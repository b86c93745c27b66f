use axum::{
    extract::{
        ws::{Message, WebSocket, WebSocketUpgrade},
        State,
    },
    response::Response,
    routing::get,
    Router,
};
use tracing::{debug, warn};

use crate::AppState;

pub fn feed_router() -> Router<AppState> {
    Router::new().route("/ws/feed", get(ws_feed_handler))
}

/// WebSocket endpoint streaming relayed ticks as JSON text frames.
async fn ws_feed_handler(ws: WebSocketUpgrade, State(state): State<AppState>) -> Response {
    ws.on_upgrade(move |socket| handle_ws(socket, state))
}

async fn handle_ws(mut socket: WebSocket, state: AppState) {
    let (id, mut tick_rx) = state.broadcaster.subscribe().await;

    loop {
        tokio::select! {
            tick = tick_rx.recv() => {
                // None: the broadcaster dropped us for falling behind
                let Some(tick) = tick else { break };
                let text = match serde_json::to_string(&tick) {
                    Ok(text) => text,
                    Err(e) => {
                        warn!(error = %e, "Failed to encode tick");
                        continue;
                    }
                };
                if socket.send(Message::Text(text)).await.is_err() {
                    break;
                }
            }
            msg = socket.recv() => {
                match msg {
                    Some(Ok(Message::Close(_))) | None | Some(Err(_)) => break,
                    Some(Ok(_)) => {}
                }
            }
        }
    }

    state.broadcaster.unsubscribe(id).await;
    debug!(subscriber = %id, "Feed client disconnected");
}
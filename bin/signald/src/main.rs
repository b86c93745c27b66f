use std::sync::Arc;

use tokio::sync::mpsc;
use tracing::{error, info, warn};
use tracing_subscriber::EnvFilter;

use common::{Config, PriceTick};
use feed::{Broadcaster, LatestCandles, Relay};
use market::{FmpClient, UpstreamStream};
use strategy::{SignalService, StrategyFileConfig, StrategyRegistry};

#[tokio::main]
async fn main() {
    // ── Logging ──────────────────────────────────────────────────────────────
    tracing_subscriber::fmt()
        .with_env_filter(EnvFilter::try_from_default_env().unwrap_or_else(|_| EnvFilter::new("info")))
        .init();

    // ── Config ────────────────────────────────────────────────────────────────
    let cfg = Config::from_env();
    info!(port = cfg.port, feed = cfg.feed_url.is_some(), "signald starting");

    // ── Strategy registry ─────────────────────────────────────────────────────
    let strategy_file = StrategyFileConfig::load_or_default(&cfg.strategy_config_path)
        .unwrap_or_else(|e| panic!("Failed to load strategy config: {e}"));
    let registry = StrategyRegistry::from_config(&strategy_file)
        .unwrap_or_else(|e| panic!("Invalid strategy config: {e}"));
    info!(strategies = ?registry.names(), default = registry.default_name(), "Strategies ready");

    // ── Market data source ────────────────────────────────────────────────────
    let periods = registry.indicators().clone();
    let source = FmpClient::new(&cfg.fmp_api_key, &cfg.fmp_base_url, cfg.http_timeout)
        .unwrap_or_else(|e| panic!("Failed to create market data client: {e}"))
        .with_periods(periods.rsi_period, periods.fast_period, periods.slow_period);

    let signals = Arc::new(SignalService::new(
        Arc::new(source),
        Arc::new(registry),
        cfg.candle_limit,
    ));

    // ── Live feed relay ───────────────────────────────────────────────────────
    let broadcaster = Broadcaster::new();
    let latest = LatestCandles::new();
    match &cfg.feed_url {
        Some(url) => {
            let (tick_tx, tick_rx) = mpsc::channel::<PriceTick>(1024);
            tokio::spawn(UpstreamStream::new(url, cfg.feed_retry_delay, tick_tx).run());
            tokio::spawn(Relay::new(tick_rx, broadcaster.clone(), latest.clone()).run());
        }
        None => warn!("FEED_URL not set, live feed relay disabled"),
    }

    // ── HTTP API ──────────────────────────────────────────────────────────────
    let api_state = api::AppState {
        signals,
        broadcaster,
        latest,
    };
    let port = cfg.port;
    let server = tokio::spawn(async move {
        if let Err(e) = api::serve(api_state, port).await {
            error!(error = %e, "API server stopped");
        }
    });

    info!("All subsystems started. Waiting for shutdown signal.");
    tokio::select! {
        _ = tokio::signal::ctrl_c() => info!("Shutdown signal received. Exiting."),
        _ = server => error!("API server exited"),
    }
}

TASK PROMPT
Find the line with "pub fn feed_router()" in the material above. Reproduce it and each line after it up to and including the line with "async fn handle_ws(mut".

REPLY TO THE TASK
pub fn feed_router() -> Router<AppState> {
    Router::new().route("/ws/feed", get(ws_feed_handler))
}

/// WebSocket endpoint streaming relayed ticks as JSON text frames.
async fn ws_feed_handler(ws: WebSocketUpgrade, State(state): State<AppState>) -> Response {
    ws.on_upgrade(move |socket| handle_ws(socket, state))
}

async fn handle_ws(mut socket: WebSocket, state: AppState) {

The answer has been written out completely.